А вокруг толпится колоритный кавалерийский люд. Зорко всматриваются они в лошадей, предпочитают темнить, не показывать, какая особенно задела за душу.

Разве что уж очень хороша, и тогда все дружно восхищаются, хотя понимают: чтобы такую заполучить, надо иметь имя в спорте.

Выводка — своего рода клуб: тут звучат и дифирамбы своим лошадям, и критика чужих, и воспоминания, истории бог весть какой давности, услышанные бог весть из чьих уст.

Один, например, утверждает, что скакун Анилин потому непревзойденным был, что одну ногу имел короче других…

Другой клянется, что у него была лошадь, которая любила селедку. "Да что — селедку? Вот моя воробьев ела!"

Словом, барон Мюнхгаузен, который восседал однажды на половинке лошади, оказался бы здесь весьма кстати.

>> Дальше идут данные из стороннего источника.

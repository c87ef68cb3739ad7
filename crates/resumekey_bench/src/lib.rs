//! Benchmark fixtures.

#![deny(unsafe_code)]
#![warn(missing_docs)]

use resumekey_core::{Document, Position, Timestamp, Uuid, Value};

/// A document key shaped like those of sharded collections.
pub fn document_key(id: i64) -> Value {
    Value::Document(
        Document::new()
            .with("region", "eu-west")
            .with("tenant", Value::Int64(id / 16))
            .with("_id", Value::Int64(id)),
    )
}

/// A document key nested `depth` levels deep, `width` fields per level.
pub fn nested_key(depth: usize, width: usize) -> Value {
    if depth == 0 {
        Value::Double(0.5)
    } else {
        Value::Document(
            (0..width)
                .map(|i| (format!("k{i}"), nested_key(depth - 1, width)))
                .collect(),
        )
    }
}

/// A position with every part present.
pub fn full_position(id: i64) -> Position {
    Position::from_cluster_time(Timestamp::new(1_700_000_000, 7))
        .with_uuid(Uuid::new_v4())
        .with_document_key(document_key(id))
}

/// Positions with increasing cluster times, as a change stream emits them.
pub fn position_batch(count: usize) -> Vec<Position> {
    let uuid = Uuid::new_v4();
    (0..count)
        .map(|i| {
            let i = u32::try_from(i).unwrap_or(u32::MAX);
            Position::from_cluster_time(Timestamp::new(1_700_000_000 + i / 8, i % 8))
                .with_uuid(uuid)
                .with_document_key(document_key(i64::from(i)))
        })
        .collect()
}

Однако речь идет только об одном варианте отбора. Есть другой, когда ведущие спортсмены по чьей-либо подсказке отыскивают лошадей на заводах. Бывает, зоотехники сами пишут конникам письма, предлагая своих воспитанников, с которыми, конечно, расставаться им очень жаль, но эти люди прежде всего влюблены в свое дело.

Так однажды меня уговорили посмотреть четырехлетнего вороного тракененского жеребца в Краснодаре, и я прилетела туда на субботу и воскресенье — в понедельник должна была уже быть в университете, у себя на кафедре.

Конь понравился. Но мне сказали, что стоит наведаться в знаменитый рисоводческий совхоз «Красноармейский»: его директор Алексей Исаевич Майстренко, истый кубанский казак, организовал у себя сначала небольшую конеферму, а за полтора десятка лет она расширилась и питомцы ее приобрели достаточную известность. Ферма же превратилась в высококлассный завод. Существовала там и спортивная секция для совхозной молодежи, где некоторое время работал тренером Сергей Филатов. Я слышала также, что Майстренко построил в совхозе манеж не хуже любого московского. Это, правда, казалось преувеличением.

Однако увиденное в «Красноармейском» попросту поразило воображение. Я имею в виду условия, в которых живут, трудятся и отдыхают работники совхоза. Причем мне объяснили, что двадцать лет назад здесь было сплошное болото: его и выбрали специально, чтобы растить рис.

Центральная усадьба совхоза буквально утопает в зелени. По обеим сторонам заасфальтированного проспекта — двухэтажные коттеджи специалистов. Две великолепные гостиницы. Шестиэтажное здание Дворца культуры. В конторе широкая лестница, устланная ковром, в комнатах паркет, дубовые панели. Тут меня встретил сам Майстренко, крепкий семидесятилетний старик (его за глаза все зовут просто Дед), твердый и требовательный в обращении, но внимательный и заботливый к людям, особенно к детям. Для них в совхозе есть и всевозможные спортивные секции, и музыкальная школа — особняк с мозаичным панно на фронтоне и бронзовыми скульптурами горнистов у входа, балетная группа.

В совхозе свои строители, свои архитекторы. Свой специалист-искусствовед в картинной галерее, обладающей коллекцией, которой могут позавидовать иные крупные города.

Искусствовед часто выезжает в Москву на вернисажи для закупки новых работ. Иные из них подарены художниками совхозному музею.